ExecutionEngineException when raising the PropertyChanged event
Posted on April 23, 2009 by ceiled, on (their?) "Occam Says" blog.
If you’ve ever seen an ExecutionEngineException in .NET, you know that it’s nasty. It even sounds intimidating. It’s the error that’s thrown by Environment.FailFast() — MSDN describes it as "the exception that is thrown when there is an internal error in the execution engine of the common language runtime." Before last night, the only time I’d ever seen it was when I was generating and running my own IL assembly code and I did something wrong like pop too many values off the stack or something.
However, last night I got it while raising a PropertyChanged event on my INotifyPropertyChanged object, immediately after using PropertyChangedEventManager to subscribe to it. I scratched my head…how the hell did I manage to cause an internal error in the CLR? I restarted Visual Studio, I rebooted my machine, I tried it on other machines to see if it was some sort of crazy corruption on my system, but it was completely repeatable.
Finally, in desperation, I set up .NET source stepping (something I’ve been meaning to do for a while anyway) and ran it again — this time, instead of showing up on the line where I raised the PropertyChanged event, the exception stopped on this code in WeakEventManager.cs:
bool condition = listener.ReceiveWeakEvent(managerType, sender, args);
if (!condition)
{
Invariant.Assert(condition, SR.Get("ListenerDidNotHandleEvent"), SR.Get("ListenerDidNotHandleEventDetail", new object[] { listener.GetType(), managerType }));
}
That’s right…when ReceiveWeakEvent returns false (indicating that the listener did not handle the event being raised), WeakEventManager calls Environment.FailFast(). This is the software equivalent of people in horror movies choosing to shoot themselves in the face rather than turn into a zombie and possibly hurt their friends. It writes an event to the Event Viewer that says "Unrecoverable system error."

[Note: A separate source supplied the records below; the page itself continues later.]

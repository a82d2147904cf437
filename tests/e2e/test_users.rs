use voicebox::domain::user::UserServiceError;

use super::helpers::TestContext;

#[tokio::test]
async fn it_should_make_the_first_user_current() {
    let ctx = TestContext::new();

    ctx.users.add_user("alice", "voice-1", "Alice").unwrap();
    ctx.users.add_user("bob", "voice-2", "Bob").unwrap();

    let (id, user) = ctx.users.current_user().unwrap().unwrap();
    assert_eq!(id, "alice");
    assert_eq!(user.voice_id, "voice-1");
}

#[tokio::test]
async fn it_should_switch_between_users() {
    let ctx = TestContext::new();

    ctx.users.add_user("alice", "voice-1", "Alice").unwrap();
    ctx.users.add_user("bob", "voice-2", "Bob").unwrap();
    ctx.users.switch_user("bob").unwrap();

    let (id, _) = ctx.users.current_user().unwrap().unwrap();
    assert_eq!(id, "bob");

    let listed = ctx.users.list_users().unwrap();
    assert!(listed.iter().find(|u| u.id == "bob").unwrap().is_current);
}

#[tokio::test]
async fn it_should_reject_duplicate_and_unsafe_ids() {
    let ctx = TestContext::new();

    ctx.users.add_user("alice", "voice-1", "Alice").unwrap();
    assert!(matches!(
        ctx.users.add_user("alice", "voice-2", "Other"),
        Err(UserServiceError::AlreadyExists(_))
    ));
    assert!(matches!(
        ctx.users.add_user("../alice", "voice-2", "Sneaky"),
        Err(UserServiceError::Invalid(_))
    ));
}

#[tokio::test]
async fn it_should_speak_with_the_current_users_voice_namespace() {
    let ctx = TestContext::new();

    ctx.users.add_user("alice", "voice-1", "Alice").unwrap();
    let (id, user) = ctx.users.current_user().unwrap().unwrap();

    ctx.speech.speak(&id, "hello", &user.voice_id).await.unwrap();
    assert_eq!(ctx.speech.list_cached("alice").unwrap().len(), 1);
    assert!(ctx.speech.list_cached("bob").unwrap().is_empty());
}
use std::sync::Arc;

use pretty_assertions::assert_eq;
use voicebox::domain::speech::{AudioSource, PrecacheOutcome, SpeechServiceError};

use super::helpers::{FailingGenerator, TestContext};

#[tokio::test]
async fn it_should_generate_once_and_replay_from_cache() {
    let ctx = TestContext::new();

    let first = ctx
        .speech
        .speak("alice", "Hello, World!", "voice-1")
        .await
        .unwrap();
    assert_eq!(first.source, AudioSource::Generated);

    let second = ctx
        .speech
        .speak("alice", "Hello, World!", "voice-1")
        .await
        .unwrap();
    assert_eq!(second.source, AudioSource::Cache);
    assert_eq!(second.bytes, first.bytes);
    assert_eq!(ctx.generator.call_count(), 1);
}

#[tokio::test]
async fn it_should_store_entries_under_the_derived_key() {
    let ctx = TestContext::new();

    let audio = ctx
        .speech
        .speak("alice", "Hello, World!", "voice-1")
        .await
        .unwrap();
    assert_eq!(audio.key.as_str(), "hello_world");
    assert!(ctx
        .cache
        .root()
        .join("alice")
        .join("hello_world.mp3")
        .is_file());
}

#[tokio::test]
async fn it_should_hit_the_cache_for_equivalent_phrasings() {
    let ctx = TestContext::new();

    ctx.speech.speak("alice", "Hello, World!", "voice-1").await.unwrap();
    let audio = ctx
        .speech
        .speak("alice", "  hello   world  ", "voice-1")
        .await
        .unwrap();
    assert_eq!(audio.source, AudioSource::Cache);
    assert_eq!(ctx.generator.call_count(), 1);
}

#[tokio::test]
async fn it_should_keep_user_namespaces_apart() {
    let ctx = TestContext::new();

    ctx.speech.speak("alice", "hello", "voice-1").await.unwrap();
    let bob = ctx.speech.speak("bob", "hello", "voice-2").await.unwrap();
    assert_eq!(bob.source, AudioSource::Generated);
    assert_eq!(ctx.generator.call_count(), 2);

    assert_eq!(ctx.speech.list_cached("alice").unwrap().len(), 1);
    assert!(ctx
        .speech
        .delete_cached("alice", &bob.key)
        .unwrap());
    assert!(ctx.cache.exists("bob", &bob.key));
}

#[tokio::test]
async fn it_should_propagate_generator_failures_without_caching() {
    let ctx = TestContext::with_generator(Arc::new(FailingGenerator));

    let err = ctx
        .speech
        .speak("alice", "hello", "voice-1")
        .await
        .unwrap_err();
    assert!(matches!(err, SpeechServiceError::Transport(_)));
    assert!(ctx.speech.list_cached("alice").unwrap().is_empty());
}

#[tokio::test]
async fn it_should_precache_and_then_short_circuit() {
    let ctx = TestContext::new();

    let first = ctx
        .speech
        .precache("alice", "good morning", "voice-1")
        .await
        .unwrap();
    assert!(matches!(first, PrecacheOutcome::Generated(_)));

    let second = ctx
        .speech
        .precache("alice", "good morning", "voice-1")
        .await
        .unwrap();
    assert!(matches!(second, PrecacheOutcome::AlreadyCached(_)));
    assert_eq!(ctx.generator.call_count(), 1);

    let spoken = ctx
        .speech
        .speak("alice", "good morning", "voice-1")
        .await
        .unwrap();
    assert_eq!(spoken.source, AudioSource::Cache);
    assert_eq!(ctx.generator.call_count(), 1);
}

This may be the most ridiculously over-reactive error processing I’ve ever seen in my life, and for some reason, Google is completely unhelpful on this subject. Searching for "PropertyChangedEventManager ExecutionEngineException" turns up virtually nothing — the only result in English was a 404, and Google’s cached version didn’t have either keyword in it, for some reason. Hopefully this will save someone the intense frustration I experienced when I accidentally returned false from a random event handler somewhere, and was told that my execution engine had become unrecoverably corrupt and would be shut down for its own protection. If this post helps you, please tell me so in the comments so I’ll know my time wasn’t completely wasted.